Editorial: Gun violence remains a growing problem in Tennessee

Share on facebook
Share on twitter
Share on email
In April, thousands of Tennesseans showed their support for the implementation of gun safety measures proposed by Gov. Bill Lee. The review of those measures continue to be delayed. Tennessee Register file photo by Katie Peterson

Gun violence continues to be a hot topic in our world today, and it continues to hit close to home in our own state as the efforts to put more safety measures in place continue to be delayed.   

On Wednesday, July 19, WalletHub, after comparing data surveying the 40 largest U.S. cities on per capita homicides, determined our neighbors in the southwest as the No. 1 city in the country with the fastest growing homicide rate for the second quarter of 2023. Memphis’ rising rate eclipses what were traditionally considered the more dangerous cities, such as New Orleans, Chicago, and Detroit. Those cities, by comparison, have seen a decreased rate when comparing the numbers during the same quarter of 2021 and 2022.  

Many of the homicides considered in these ratings have involved guns, something that arguably would not be the case had stricter laws for the legal rights of gun ownership been put into practice.  

While Nashville ranks much lower on the list at 26, we’ve experienced firsthand in recent months what irresponsibility with guns, including assault weapons, can bring forth – the loss of innocent lives, including those of our children.  

Shortly after the shooting at The Covenant School on March 27, which claimed six lives, including three children, government leaders in the state pushed for more laws implementing safer practices. Tennessee Gov.
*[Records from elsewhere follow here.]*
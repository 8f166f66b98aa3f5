//! Fetch/decode/execute core for a single RV64IM hart with the Zicsr extension and a subset of
//! the privileged architecture (machine and supervisor modes, trap delegation).
//!
//! This crate deliberately stops at the boundary of the hart itself. Loading a program image,
//! parsing ELF files, and wiring up a CLI or debugger are the responsibility of a collaborator;
//! this crate only needs a contiguous, mutable byte buffer and an initial program counter.
//!
//! > A component is termed a core if it contains an independent instruction fetch unit. A
//! > RISC-V-compatible core might support multiple RISC-V-compatible hardware threads, or harts,
//! > through multithreading.

#[macro_use]
extern crate static_assertions;

mod bits;
pub mod config;
pub mod cs_registers;
pub mod csr;
pub mod error;
pub mod exception;
mod execute;
pub mod hart;
pub mod instruction;
mod memory;
pub mod privilege;
pub mod registers;

pub use config::Config;
pub use error::HartError;
pub use exception::{AddressTranslationMode, Exception, VectorMode};
pub use hart::Hart;
pub use privilege::{PrivilegeLevel, RawPrivilegeLevel, ReservedPrivilegeLevelError};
Bill Lee called for three specific safety measures to be put in place that would allow more protection for communities while preserving the rights set forth in the Constitution’s second amendment.

They include:   

  • Allow authorities to temporarily remove guns from those who pose a risk to themselves or others by implementing an Order of Protection law.
  • Keep guns away from dangerous people by requiring background checks on all purchases and closing the background check loophole. 
  • Stop firearms from falling into the wrong hands by requiring gun owners to provide safe storage and report lost and stolen guns.  

Many school and faith leaders throughout the state, including the three bishops of Tennessee as well as the Tennessee Catholic Conference, have come out in support of these three laws, signing letters to Gov. Lee and the Tennessee General Assembly back in April, urging their passage. 
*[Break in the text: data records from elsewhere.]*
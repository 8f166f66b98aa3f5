//! Control-and-Status Register address space: the recognized subset and its permission encoding.
//!
//! > By convention, the upper 4 bits of the CSR address (csr\[11:8]) are used to encode the read
//! > and write accessibility of the CSRs according to privilege level. The top two bits
//! > (csr\[11:10]) indicate whether the register is read/write (00, 01, or 10) or read-only (11).
//! > The next two bits (csr\[9:8]) encode the lowest privilege level that can access the CSR.

use crate::privilege::RawPrivilegeLevel;

/// General 12-bit value representing a CSR specifier. May hold any 12-bit value, even one that
/// does not name a recognized register.
pub type CsrSpecifier = u16;

//
// Supervisor trap setup/handling/translation.
//
pub const STVEC: CsrSpecifier = 0x105;
pub const SEPC: CsrSpecifier = 0x141;
pub const SCAUSE: CsrSpecifier = 0x142;
pub const STVAL: CsrSpecifier = 0x143;
pub const SATP: CsrSpecifier = 0x180;

//
// Machine information registers.
//
pub const MHARTID: CsrSpecifier = 0xF14;

//
// Machine trap setup.
//
pub const MSTATUS: CsrSpecifier = 0x300;
pub const MEDELEG: CsrSpecifier = 0x302;
pub const MIDELEG: CsrSpecifier = 0x303;
pub const MIE: CsrSpecifier = 0x304;
pub const MTVEC: CsrSpecifier = 0x305;

//
// Machine trap handling.
//
pub const MEPC: CsrSpecifier = 0x341;
pub const MCAUSE: CsrSpecifier = 0x342;
pub const MTVAL: CsrSpecifier = 0x343;
pub const MIP: CsrSpecifier = 0x344;

//
// Machine memory protection. Represented as a range predicate rather than 72 literal constants
// (8 `pmpcfg*` at even indices, 64 `pmpaddr*`): the only requirement on this address class is
// "read as 0, discard writes."
//
pub const PMPCFG_BASE: CsrSpecifier = 0x3A0;
pub const PMPCFG_COUNT: CsrSpecifier = 8;
pub const PMPADDR_BASE: CsrSpecifier = 0x3B0;
pub const PMPADDR_COUNT: CsrSpecifier = 64;

/// Returns `true` if `specifier` names one of the even-indexed `pmpcfg0..=pmpcfg14` registers.
fn is_pmpcfg(specifier: CsrSpecifier) -> bool {
    specifier >= PMPCFG_BASE
        && specifier < PMPCFG_BASE + PMPCFG_COUNT * 2
        && (specifier - PMPCFG_BASE) % 2 == 0
}

/// Returns `true` if `specifier` names one of `pmpaddr0..=pmpaddr63`.
fn is_pmpaddr(specifier: CsrSpecifier) -> bool {
    specifier >= PMPADDR_BASE && specifier < PMPADDR_BASE + PMPADDR_COUNT
}

/// Returns `true` if `specifier` names any CSR this core recognizes.
pub fn is_valid(specifier: CsrSpecifier) -> bool {
    matches!(
        specifier,
        STVEC | SEPC | SCAUSE | STVAL | SATP | MHARTID | MSTATUS | MEDELEG | MIDELEG | MIE
            | MTVEC | MEPC | MCAUSE | MTVAL | MIP
    ) || is_pmpcfg(specifier)
        || is_pmpaddr(specifier)
}

/// Returns `true` if this CSR only supports read access.
///
/// Requires [`is_valid(specifier)`](is_valid); otherwise the return value is meaningless.
pub fn is_read_only(specifier: CsrSpecifier) -> bool {
    specifier >> 10 == 0b11
}

/// Returns the minimum required privilege level to access this CSR.
///
/// Requires [`is_valid(specifier)`](is_valid); otherwise the return value is meaningless.
///
/// Returns a [`RawPrivilegeLevel`] since the encoded minimum may legally be the reserved level,
/// which simply means no privilege level implemented by this core can access the register.
pub fn required_privilege_level(specifier: CsrSpecifier) -> RawPrivilegeLevel {
    RawPrivilegeLevel::from_u2(((specifier >> 8) & 0b11) as u8)
}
Gov. Lee expressed his intent to call the legislature into a special session on Aug. 21 to address these and other gun safety measures but has yet to sign the necessary proclamation to make that happen. Opposition among key members of the General Assembly to address the issue continues to put into question whether any such session will actually take place.   

Meanwhile, the General Assembly’s response to the Covenant School Shooting was to delay the discussion of any and all bills addressing firearms until next January. 

Many of the bills under consideration before would increase the presence of firearms in our state. One particular bill that was advancing through the legislative process would lower the age for permit-less carry to 18.  

As a Church, our concern for the respect for life from conception to natural death still has many obstacles in its path, particularly in the laws that seem to protect the right to bear arms without also making clear the responsibility that comes with having such a right.   

As these delays only continue, we must remember that, as Catholics, it’s our duty to keep the respect for life from conception to natural death in the foreground. The U.S. Conference of Catholic Bishops have continually emphasized this, noting that it’s not just a local issue but a national one.  

In 1994, the bishops published their pastoral message, “Confronting a Culture of Violence: A Catholic Framework for Action.” They referred to the message in their most recent June 2022 letter regarding gun violence and the Bipartisan Safer Communities Act.  

“We lamented, ‘a nation born in a commitment to ‘life, liberty, and the pursuit of happiness’ is haunted by death, imprisoned by fear, and caught up in the elusive spirit of protection rather than happiness. … It doesn’t have to be this way. It was not always this way.’ 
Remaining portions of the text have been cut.